The SSPX was founded in 1970 in response to the Second Vatican Council. Its founder, Archbishop Marcel Lefebvre, had been present at the council and disagreed with a number of its teachings, including the reforms to the liturgy and the assertion that God is at work in other religions. In 1975, the Vatican ordered the society to disband, which it refused to do.
Archbishop Lefebvre was automatically excommunicated in 1988 after he ordained four bishops for the society without the pope’s permission. The group continued to operate its own seminaries and ordain its own priests in the subsequent decades. Pope Benedict XVI lifted the four bishops’ excommunications in 2009, but the group was never fully re-integrated into the church due to ongoing disagreements over the doctrinal validity of Vatican II. Its status remains unclear or “irregular.”
Pope Francis made further pastoral concessions to the group, allowing SSPX priests to hear Catholic confessions and absolve sins in 2015, and in 2017 allowing SSPX marriages to be recognized by the church so long as a diocesan or “fully regular” priest is present. (A bishop could also delegate an SSPX priest for a wedding if necessary.)

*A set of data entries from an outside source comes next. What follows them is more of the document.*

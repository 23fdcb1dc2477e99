use crate::models::QaRecord;
use crate::text::{normalize_query, tokenize_query};

use super::categories::ALL_CATEGORY;
use super::config::FilterConfig;

#[derive(Debug, Clone, Copy, Default)]
pub(super) struct MatchCounts {
    pub(super) kept_by_category: usize,
    pub(super) matched_exact: usize,
    pub(super) matched_overlap: usize,
}

#[derive(Debug, Clone, Copy, PartialEq, Eq)]
pub(super) enum MatchKind {
    Exact,
    Overlap,
}

/// Applies the category, query, and ranking stages over an immutable record
/// list. Total over every input shape; an empty result is a valid outcome.
#[must_use]
pub fn filter_records(
    records: &[QaRecord],
    query: &str,
    category: &str,
    config: &FilterConfig,
) -> Vec<QaRecord> {
    filter_records_counted(records, query, category, config).0
}

pub(super) fn filter_records_counted(
    records: &[QaRecord],
    query: &str,
    category: &str,
    config: &FilterConfig,
) -> (Vec<QaRecord>, MatchCounts) {
    let mut counts = MatchCounts::default();
    let query_norm = normalize_query(query);
    let tokens = tokenize_query(query, config.min_token_chars);
    let threshold = overlap_threshold(tokens.len(), config.overlap_ratio);

    let mut hits = Vec::new();
    for record in records {
        if !category_keeps(record, category) {
            continue;
        }
        counts.kept_by_category += 1;

        if !query_norm.is_empty() {
            let haystack = build_haystack(record);
            match query_match(&haystack, &query_norm, &tokens, threshold) {
                Some(MatchKind::Exact) => counts.matched_exact += 1,
                Some(MatchKind::Overlap) => counts.matched_overlap += 1,
                None => continue,
            }
        }
        hits.push(record.clone());
    }

    sort_hits_by_popularity_desc(&mut hits);
    (hits, counts)
}

fn category_keeps(record: &QaRecord, category: &str) -> bool {
    if category.is_empty() || category == ALL_CATEGORY {
        return true;
    }
    record.category.as_deref() == Some(category)
}

/// Lowercased question, plain answer, and category, space-joined. Rich
/// answers contribute nothing.
pub(super) fn build_haystack(record: &QaRecord) -> String {
    let answer = record.answer_text().unwrap_or_default();
    let category = record.category.as_deref().unwrap_or_default();
    let mut text =
        String::with_capacity(record.question.len() + answer.len() + category.len() + 2);
    text.push_str(&record.question);
    text.push(' ');
    text.push_str(answer);
    text.push(' ');
    text.push_str(category);
    text.to_lowercase()
}

/// The full normalized query as a verbatim substring wins outright; otherwise
/// enough tokens must each appear somewhere in the match text.
pub(super) fn query_match(
    haystack: &str,
    query_norm: &str,
    tokens: &[String],
    threshold: usize,
) -> Option<MatchKind> {
    if haystack.contains(query_norm) {
        return Some(MatchKind::Exact);
    }
    let matched = tokens
        .iter()
        .filter(|token| haystack.contains(token.as_str()))
        .count();
    (matched >= threshold).then_some(MatchKind::Overlap)
}

pub(super) fn overlap_threshold(token_count: usize, ratio: f32) -> usize {
    ceil_to_usize(usize_to_f32(token_count) * ratio)
}

pub(super) fn sort_hits_by_popularity_desc(hits: &mut [QaRecord]) {
    // Stable sort; records with equal popularity keep their input order.
    hits.sort_by(|a, b| b.popularity.cmp(&a.popularity));
}

#[allow(
    clippy::cast_precision_loss,
    reason = "token counts stay far below f32 integer precision"
)]
const fn usize_to_f32(value: usize) -> f32 {
    value as f32
}

#[allow(
    clippy::cast_possible_truncation,
    clippy::cast_sign_loss,
    reason = "the ceiling of a bounded non-negative token product fits usize"
)]
fn ceil_to_usize(value: f32) -> usize {
    value.ceil().max(0.0) as usize
}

Today, two of the original four bishops ordained by Archbishop Lefebvre have died—one, Bishop Richard Williamson, was dismissed from the order in 2012 over differences with leadership concerning the society’s relationship with Rome; Bishop Williamson was also known for his public denials of the extent of the Holocaust. He died in 2025, and another of the original four bishops died in 2024. According to the society’s website, the group includes almost 600 priests and close to 200 seminarians worldwide.
According to a press release from the society issued today, the group’s superior general, the Rev. Davide Pagliarani, requested a meeting with Pope Leo XIV in August that appears not to have been granted, and sent a follow-up letter that “explicitly expressed the particular need of the society to ensure the continuation of the ministry of its bishops.”

The press release says Father Pagliarani received a letter from the Holy See “in recent days…which does not in any way respond to our requests.” So, it says, after prayer and consultation with his council, Father Pagliarani decided to move forward with the ordinations.
The move is widely seen as an attempt to force a decision from the Vatican on the group’s canonical status. In 2019, Pope Francis dissolved the pontifical commission that was tasked with resolving the group’s status, giving that responsibility to what is now the Dicastery for the Doctrine of the Faith. A senior SSPX layman, speaking to EWTN, said that although dialogue had been ongoing since summer 2025, “Rome is dragging its feet and being obstructive.”
Today’s SSPX press release says, “In the coming days, the Superior General will provide further explanations regarding the present situation and his decision,” likely waiting to see if the Vatican will respond to the escalation in tensions.
So far, it has not.
Correction: An earlier version of this report stated incorrectly that Pope John Paul II ordered the SSPX to disband in 1975.